Version 0.3 (accepted)

· · Academic Editor

Accept

Thank you for the quick return on the last few edits. I am happy to accept your paper for publication.

Version 0.2

· · Academic Editor

Minor Revisions

Thank you for being responsive to the previous round of reviews. I remain excited about the possibility of further cognitive studies of penguins. I do, however, have some additional minor edits to request before I can officially accept your MS.

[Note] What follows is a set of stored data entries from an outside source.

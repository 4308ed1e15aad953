//! Database catalog (`database_config.json`).
//!
//! ```json
//! {
//!   "databases": {
//!     "orders-1": {"share": false, "host": "${tf:orders_1_host}", "name": "orders"},
//!     "staging":  {"host": "staging.internal", "port": 5432}
//!   }
//! }
//! ```

use prenv_config::{loader::validate_required, ConfigError, BINDING_PREFIX};
use serde_json::Value;
use std::collections::BTreeMap;

const SHARE_KEY: &str = "share";

/// One leasable database.
#[derive(Debug, Clone, PartialEq, Eq)]
pub struct Database {
    /// Whether several items may hold this database at once. Defaults to `true`.
    pub share: bool,
    /// Connection attributes exported to the deploy routine.
    pub attributes: BTreeMap<String, String>,
}

impl Database {
    /// Attributes as `PRENV_<UPPERCASE_NAME>` bindings.
    #[must_use]
    pub fn bindings(&self) -> BTreeMap<String, String> {
        self.attributes
            .iter()
            .map(|(name, value)| {
                (
                    format!("{BINDING_PREFIX}{}", name.to_uppercase()),
                    value.clone(),
                )
            })
            .collect()
    }

    fn from_value(name: &str, value: &Value) -> Result<Self, ConfigError> {
        let Value::Object(entries) = value else {
            return Err(malformed(format!("database {name} must be a mapping")));
        };

        let mut share = true;
        let mut attributes = BTreeMap::new();
        for (key, item) in entries {
            if key == SHARE_KEY {
                share = match item {
                    Value::Bool(flag) => *flag,
                    Value::Null => true,
                    _ => return Err(malformed(format!("database {name}: share must be a boolean"))),
                };
                continue;
            }

            let rendered = match item {
                Value::String(s) => s.clone(),
                Value::Number(n) => n.to_string(),
                Value::Bool(b) => b.to_string(),
                Value::Null | Value::Array(_) | Value::Object(_) => {
                    return Err(malformed(format!(
                        "database {name}: attribute {key} must be a scalar"
                    )))
                }
            };
            attributes.insert(key.clone(), rendered);
        }

        Ok(Self { share, attributes })
    }
}

/// Databases keyed by name. Immutable once loaded.
#[derive(Debug, Clone, Default, PartialEq, Eq)]
pub struct Catalog {
    databases: BTreeMap<String, Database>,
}

impl Catalog {
    /// Build a catalog from a resolved `database_config.json` document.
    ///
    /// # Errors
    /// Returns `ConfigError::Invalid` if `databases` is missing or empty and
    /// `ConfigError::Malformed` if an entry has the wrong shape.
    pub fn from_document(document: &Value) -> Result<Self, ConfigError> {
        validate_required(document, &["databases"], "database")?;
        let Some(Value::Object(entries)) = document.get("databases") else {
            return Err(malformed("databases must be a mapping".to_string()));
        };

        let databases = entries
            .iter()
            .map(|(name, value)| Ok((name.clone(), Database::from_value(name, value)?)))
            .collect::<Result<_, ConfigError>>()?;

        Ok(Self { databases })
    }

    #[must_use]
    pub fn get(&self, name: &str) -> Option<&Database> {
        self.databases.get(name)
    }

    #[must_use]
    pub fn len(&self) -> usize {
        self.databases.len()
    }

    #[must_use]
    pub fn is_empty(&self) -> bool {
        self.databases.is_empty()
    }

    pub fn iter(&self) -> impl Iterator<Item = (&str, &Database)> {
        self.databases.iter().map(|(k, v)| (k.as_str(), v))
    }

    pub fn shareable(&self) -> impl Iterator<Item = (&str, &Database)> {
        self.iter().filter(|(_, db)| db.share)
    }

    pub fn exclusive(&self) -> impl Iterator<Item = (&str, &Database)> {
        self.iter().filter(|(_, db)| !db.share)
    }
}

impl FromIterator<(String, Database)> for Catalog {
    fn from_iter<I: IntoIterator<Item = (String, Database)>>(iter: I) -> Self {
        Self {
            databases: iter.into_iter().collect(),
        }
    }
}

fn malformed(message: String) -> ConfigError {
    ConfigError::Malformed {
        config: "database".to_string(),
        message,
    }
}

#[cfg(test)]
mod tests {
    use super::*;
    use prenv_config::KeyProblem;
    use serde_json::json;

    #[test]
    fn test_share_defaults_to_true() {
        let doc = json!({
            "databases": {
                "a": {"share": false, "host": "a.internal"},
                "b": {"host": "b.internal"},
            }
        });

        let catalog = Catalog::from_document(&doc).unwrap();
        assert!(!catalog.get("a").unwrap().share);
        assert!(catalog.get("b").unwrap().share);
        assert_eq!(catalog.exclusive().map(|(n, _)| n).collect::<Vec<_>>(), ["a"]);
        assert_eq!(catalog.shareable().map(|(n, _)| n).collect::<Vec<_>>(), ["b"]);
    }

    #[test]
    fn test_bindings_skip_share_and_uppercase() {
        let doc = json!({
            "databases": {
                "orders": {"share": false, "host": "db.internal", "db_name": "orders", "port": 5432}
            }
        });

        let catalog = Catalog::from_document(&doc).unwrap();
        let bindings = catalog.get("orders").unwrap().bindings();
        assert_eq!(
            bindings,
            BTreeMap::from([
                ("PRENV_DB_NAME".to_string(), "orders".to_string()),
                ("PRENV_HOST".to_string(), "db.internal".to_string()),
                ("PRENV_PORT".to_string(), "5432".to_string()),
            ])
        );
    }

    #[test]
    fn test_missing_databases_key() {
        let err = Catalog::from_document(&json!({})).unwrap_err();
        assert!(matches!(err, ConfigError::Invalid { problem: KeyProblem::Missing, .. }));

        let err = Catalog::from_document(&json!({"databases": {}})).unwrap_err();
        assert!(matches!(err, ConfigError::Invalid { problem: KeyProblem::Empty, .. }));
    }

    #[test]
    fn test_malformed_entries() {
        for doc in [
            json!({"databases": ["a"]}),
            json!({"databases": {"a": "host"}}),
            json!({"databases": {"a": {"share": "no"}}}),
            json!({"databases": {"a": {"hosts": ["x", "y"]}}}),
        ] {
            assert!(matches!(
                Catalog::from_document(&doc).unwrap_err(),
                ConfigError::Malformed { .. }
            ));
        }
    }
}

On line 47, “extent” should be “extend”
Delete the “or not” on line 73.
It is awkward to say “lemurs from species” (e.g. lines 79-81). Species of lemurs would be a better way to phrase this.
On line 111, change “on” to “about”
On line 135, change “was” to “were”
Add an ‘ to subjects on line 222.
Use a word other than “seriously” on line 262.
On line 279, replace “in contrast” with “against this hypothesis…”

Version 0.1 (original submission)

· · Academic Editor

Minor Revisions

I have now received two expert reviews of your MS. Both reviewers feel that the MS could make a contribution to the literature, but have several very helpful comments to improve its impact. I have also read the paper carefully and have a few additional comments (below). In general, I am very pleased to see a study on cognitive abilities in penguins, as so little is known about these species despite their very interesting and unique ecology. This point could be sold a bit more in the introduction.

Lines 26-28 are a little awkward. “It is important to study previously understudied (or less studied) species in order to develop..” might be a better way to word this
Line 56, avoid double )(
Line 59, pluralize “raven”
Line 78, “seriously exposed”?
Insert commas after e.g. or i.e.
Line 172, “turned” should be “turn”
Line 193, should “where” be “which”?
On line 214, change “opens way” to “paves the way”.
Line 215, change “on” to “of”

Move more of the rationale for the study from the discussion (lines 195-203) to the introduction. The introduction could also include a short review of gaze following in other non-bird species to place in larger context.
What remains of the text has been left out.